The problem of BP level and the development of dementia in different age groups is more difficult: only in patients aged 50 years (not older) SBP s 130 mmHg increases the risk of its occurrence. Therefore, this section requires clarification and, future changes may occur in recommended target BP levels primarily in elderly patients — over 65 years.

The section on the antihypertensive drugs include calcium antagonists, ACE inhibitors, angiotensin II receptor blockers, thiazides and thiazide-like diuretics as the first-line treatment for most patients (patients with uncomplicated AH, CAD, CKD). Beta-blockers can be considered as treatment only if there are specific indications, such as CHF, CAD or in young women planning pregnancy (with dihydropyridines), and sometimes can be reserved for add-on therapy

as well as with spironolactone and alpha blockers. Guidelines emphasize that beta-blockers prevent the development of stroke less effective compared with other antihypertensive drugs.

The section on secondary AH contains useful additional information, but, unfortunately, it is unreasonably brief.

Thus, in the opinion of Russian experts, the new European guidelines in most cases have practical evidence-based recommendations that can be used in our country by various physicians for the management of AH. Practical use of new European guidelines will improve the effectiveness of treatment of AH in Russia and eventually reduce cardiovascular mortality.

References

1. 2018 ESC/ESH Guidelines for the management of arterial hypertension. European Heart Journal. 2018 September 2018; 39 (33): 3021-3104. https://doi.org/10.1093/eurheartj/ehy339

2. 2017 ACC/AHA/AAPA/ABC/ACPM/AGS/APhA/ASH/ASPC/NMA/ PCNA Guideline for the Prevention, Detection, Evaluation, and Management of High Blood Pressure in Adults: A Report of the American College of Cardiology/American Heart Association Task Force on Clinical Practice Guidelines.
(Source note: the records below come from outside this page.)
//! P.A.C.K.E.R. deobfuscation
//!
//! Reverses the `eval(function(p,a,c,k,e,d){...}('payload',radix,count,'k1|k2|...'.split('|')))`
//! scheme used by several video hosters to hide their player setup.

use lazy_static::lazy_static;
use regex::Regex;
use thiserror::Error;

/// Digit alphabet for radixes up to 62
const DIGITS: &[u8; 62] = b"0123456789abcdefghijklmnopqrstuvwxyzABCDEFGHIJKLMNOPQRSTUVWXYZ";

lazy_static! {
    /// Argument list of a packed call: payload, radix, count, keyword list
    static ref PACKED_ARGS: Regex = Regex::new(
        r#"(?s)\}\s*\(\s*'(.*)',\s*(\d+|\[\]),\s*(\d+),\s*'(.*?)'\.split\(\s*'\|'\s*\)"#
    )
    .unwrap();
    static ref PACKED_MARKER: Regex =
        Regex::new(r"eval\s*\(\s*function\s*\(\s*p\s*,\s*a\s*,\s*c\s*,\s*k\s*,\s*e\s*,").unwrap();
    static ref SCRIPT_BLOCK: Regex = Regex::new(r"(?is)<script[^>]*>(.*?)</script>").unwrap();
}

#[derive(Debug, Error, PartialEq, Eq)]
pub enum PackerError {
    #[error("radix {0} is outside 2..=62")]
    InvalidRadix(u32),
    #[error("keyword list has {found} entries, expected {expected}")]
    CountMismatch { expected: usize, found: usize },
    #[error("no packed call found")]
    NotPacked,
}

/// Arguments of one packed call
#[derive(Debug, Clone, PartialEq, Eq)]
pub struct PackedArgs {
    pub payload: String,
    pub radix: u32,
    pub count: usize,
    pub keywords: Vec<String>,
}

/// Check whether a page contains a packed call
pub fn detect(source: &str) -> bool {
    PACKED_MARKER.is_match(source)
}

/// Pull the four packer arguments out of page/script text
pub fn extract_args(source: &str) -> Result<PackedArgs, PackerError> {
    let caps = PACKED_ARGS.captures(source).ok_or(PackerError::NotPacked)?;

    let payload = caps
        .get(1)
        .map(|m| m.as_str().replace("\\\\", "\\").replace("\\'", "'"))
        .unwrap_or_default();

    // `[]` is what minifiers emit for the default radix
    let radix = match caps.get(2).map(|m| m.as_str()) {
        Some("[]") | None => 62,
        Some(raw) => raw.parse().map_err(|_| PackerError::NotPacked)?,
    };
    let count = caps
        .get(3)
        .and_then(|m| m.as_str().parse().ok())
        .ok_or(PackerError::NotPacked)?;
    let keywords = caps
        .get(4)
        .map(|m| m.as_str().split('|').map(str::to_string).collect())
        .unwrap_or_default();

    Ok(PackedArgs {
        payload,
        radix,
        count,
        keywords,
    })
}

/// Encode a keyword index the way the packer names its tokens
pub fn encode_index(mut index: usize, radix: u32) -> Result<String, PackerError> {
    if !(2..=62).contains(&radix) {
        return Err(PackerError::InvalidRadix(radix));
    }
    let radix = radix as usize;

    let mut digits = Vec::new();
    loop {
        digits.push(DIGITS[index % radix]);
        index /= radix;
        if index == 0 {
            break;
        }
    }
    digits.reverse();

    Ok(String::from_utf8_lossy(&digits).into_owned())
}

/// Decode a packed payload
///
/// Tokens are substituted from the highest index down so that a long token is
/// never partially consumed by a shorter one.
pub fn decode(payload: &str, radix: u32, count: usize, keywords: &[String]) -> Result<String, PackerError> {
    if keywords.len() < count {
        return Err(PackerError::CountMismatch {
            expected: count,
            found: keywords.len(),
        });
    }

    let mut text = payload.to_string();
    for index in (0..count).rev() {
        let keyword = &keywords[index];
        if keyword.is_empty() {
            continue;
        }
        let token = encode_index(index, radix)?;
        text = replace_word(&text, &token, keyword);
    }

    Ok(text)
}

/// Detect, extract and decode in one go
pub fn unpack(source: &str) -> Result<String, PackerError> {
    let args = extract_args(source)?;
    decode(&args.payload, args.radix, args.count, &args.keywords)
}

/// Unpack every packed `<script>` block of a page, in document order.
///
/// Blocks are decoded one at a time; a page without script tags is treated
/// as a single script.
pub fn unpack_scripts(html: &str) -> Vec<String> {
    let blocks: Vec<&str> = SCRIPT_BLOCK
        .captures_iter(html)
        .filter_map(|caps| caps.get(1).map(|m| m.as_str()))
        .filter(|body| detect(body))
        .collect();

    if blocks.is_empty() {
        return if detect(html) {
            unpack(html).into_iter().collect()
        } else {
            Vec::new()
        };
    }

    blocks.into_iter().filter_map(|body| unpack(body).ok()).collect()
}

fn is_word_byte(b: u8) -> bool {
    b.is_ascii_alphanumeric() || b == b'_'
}

/// Replace whole-word occurrences of `word` (JS `\b` semantics)
fn replace_word(haystack: &str, word: &str, replacement: &str) -> String {
    let bytes = haystack.as_bytes();
    let mut out = String::with_capacity(haystack.len());
    let mut last = 0;

    for (start, _) in haystack.match_indices(word) {
        if start < last {
            continue;
        }
        let end = start + word.len();
        let left_ok = start == 0 || !is_word_byte(bytes[start - 1]);
        let right_ok = end == bytes.len() || !is_word_byte(bytes[end]);
        if left_ok && right_ok {
            out.push_str(&haystack[last..start]);
            out.push_str(replacement);
            last = end;
        }
    }
    out.push_str(&haystack[last..]);
    out
}

#[cfg(test)]
mod tests {
    use super::*;

    fn words(list: &str) -> Vec<String> {
        list.split('|').map(str::to_string).collect()
    }

    #[test]
    fn test_encode_index() {
        assert_eq!(encode_index(0, 36).unwrap(), "0");
        assert_eq!(encode_index(35, 36).unwrap(), "z");
        assert_eq!(encode_index(36, 36).unwrap(), "10");
        assert_eq!(encode_index(36, 62).unwrap(), "A");
        assert_eq!(encode_index(61, 62).unwrap(), "Z");
        assert_eq!(encode_index(62, 62).unwrap(), "10");
        assert_eq!(encode_index(5, 2).unwrap(), "101");
    }

    #[test]
    fn test_encode_index_rejects_bad_radix() {
        assert_eq!(encode_index(3, 1), Err(PackerError::InvalidRadix(1)));
        assert_eq!(encode_index(3, 63), Err(PackerError::InvalidRadix(63)));
    }

    #[test]
    fn test_decode_simple() {
        let decoded = decode("1 0=2;3(0)", 4, 4, &words("x|var|5|alert")).unwrap();
        assert_eq!(decoded, "var x=5;alert(x)");
    }

    #[test]
    fn test_decode_is_idempotent_on_plain_text() {
        let keywords = words("x|var|5|alert");
        let decoded = decode("1 0=2;3(0)", 4, 4, &keywords).unwrap();
        let again = decode(&decoded, 4, 4, &keywords).unwrap();
        assert_eq!(again, decoded);
    }

    #[test]
    fn test_decode_longer_tokens_first() {
        // "10" must become "ten", not "<one>0"
        let mut keywords = vec![String::new(); 11];
        keywords[1] = "one".to_string();
        keywords[10] = "ten".to_string();
        let decoded = decode("1 10 1", 10, 11, &keywords).unwrap();
        assert_eq!(decoded, "one ten one");
    }

    #[test]
    fn test_decode_recovers_keywords_at_known_indices() {
        // Build the payload by encoding each keyword index, then decode it back
        let keywords: Vec<String> = (0..100).map(|i| format!("kw{}x", i)).collect();
        let indices = [0usize, 9, 10, 35, 36, 61, 62, 99];
        let payload = indices
            .iter()
            .map(|&i| encode_index(i, 62).unwrap())
            .collect::<Vec<_>>()
            .join(" ");
        let expected = indices
            .iter()
            .map(|&i| keywords[i].clone())
            .collect::<Vec<_>>()
            .join(" ");

        assert_eq!(decode(&payload, 62, 100, &keywords).unwrap(), expected);
    }

    #[test]
    fn test_decode_skips_empty_keywords() {
        let decoded = decode("0.1", 10, 2, &words("|b")).unwrap();
        assert_eq!(decoded, "0.b");
    }

    #[test]
    fn test_decode_count_mismatch() {
        assert_eq!(
            decode("0", 10, 3, &words("a|b")),
            Err(PackerError::CountMismatch { expected: 3, found: 2 })
        );
    }

    #[test]
    fn test_replace_word_boundaries() {
        assert_eq!(replace_word("a ab a_ a", "a", "X"), "X ab a_ X");
        assert_eq!(replace_word("m3u8 8", "8", "https"), "m3u8 https");
    }

    #[test]
    fn test_unpack_full_script() {
        let script = r#"<script>eval(function(p,a,c,k,e,d){while(c--)if(k[c])p=p.replace(new RegExp('\\b'+c.toString(a)+'\\b','g'),k[c]);return p}('3 4=5({6:[{7:"8://9.a/b/c.d"}]})',36,14,'|||var|player|setup|sources|file|https|cdn|example|hls2|master|m3u8'.split('|'),0,{}))</script>"#;

        assert!(detect(script));
        let args = extract_args(script).unwrap();
        assert_eq!(args.radix, 36);
        assert_eq!(args.count, 14);
        assert_eq!(
            unpack(script).unwrap(),
            r#"var player=setup({sources:[{file:"https://cdn.example/hls2/master.m3u8"}]})"#
        );
    }

    #[test]
    fn test_extract_args_escaped_quotes() {
        let script = r#"}('0(\'1\')',10,2,'alert|hi'.split('|'),0,{}))"#;
        let args = extract_args(script).unwrap();
        assert_eq!(args.payload, "0('1')");
        assert_eq!(unpack(script).unwrap(), "alert('hi')");
    }

    #[test]
    fn test_unpack_scripts_keeps_blocks_apart() {
        let html = r#"<html>
            <script>eval(function(p,a,c,k,e,d){return p}('0 1',10,2,'hello|world'.split('|'),0,{}))</script>
            <script>var ok = 1;</script>
            <script>eval(function(p,a,c,k,e,d){return p}('1(0)',10,2,'x|alert'.split('|'),0,{}))</script>
        </html>"#;

        assert_eq!(unpack_scripts(html), vec!["hello world".to_string(), "alert(x)".to_string()]);
        assert!(unpack_scripts("<script>var a = 1;</script>").is_empty());
    }

    #[test]
    fn test_not_packed() {
        assert!(!detect("var player = jwplayer();"));
        assert_eq!(unpack("var player = jwplayer();"), Err(PackerError::NotPacked));
    }
}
J Am Coll Cardiol. 2018; 71: e127-e248.

3. Berlowitz D.R., Foy C.G., Kazis L.E., Bolin L.P., Conroy M.B., Fitzpatrick P., Gure T.R., Kimmel P.L., Kirchner K., Morisky D.E., Newman J., Olney C., Oparil S., Pajewski N.M., Powell J., Ramsey T., Simmons D.L., Snyder J., Supiano M.A., Weiner D.E., Whittle J.; SPRINT Research Group. Effect of Intensive Blood-Pressure Treatment on Patient-Reported Outcomes. N Engl J Med. 2017 Aug 24; 377 (8): 733-744.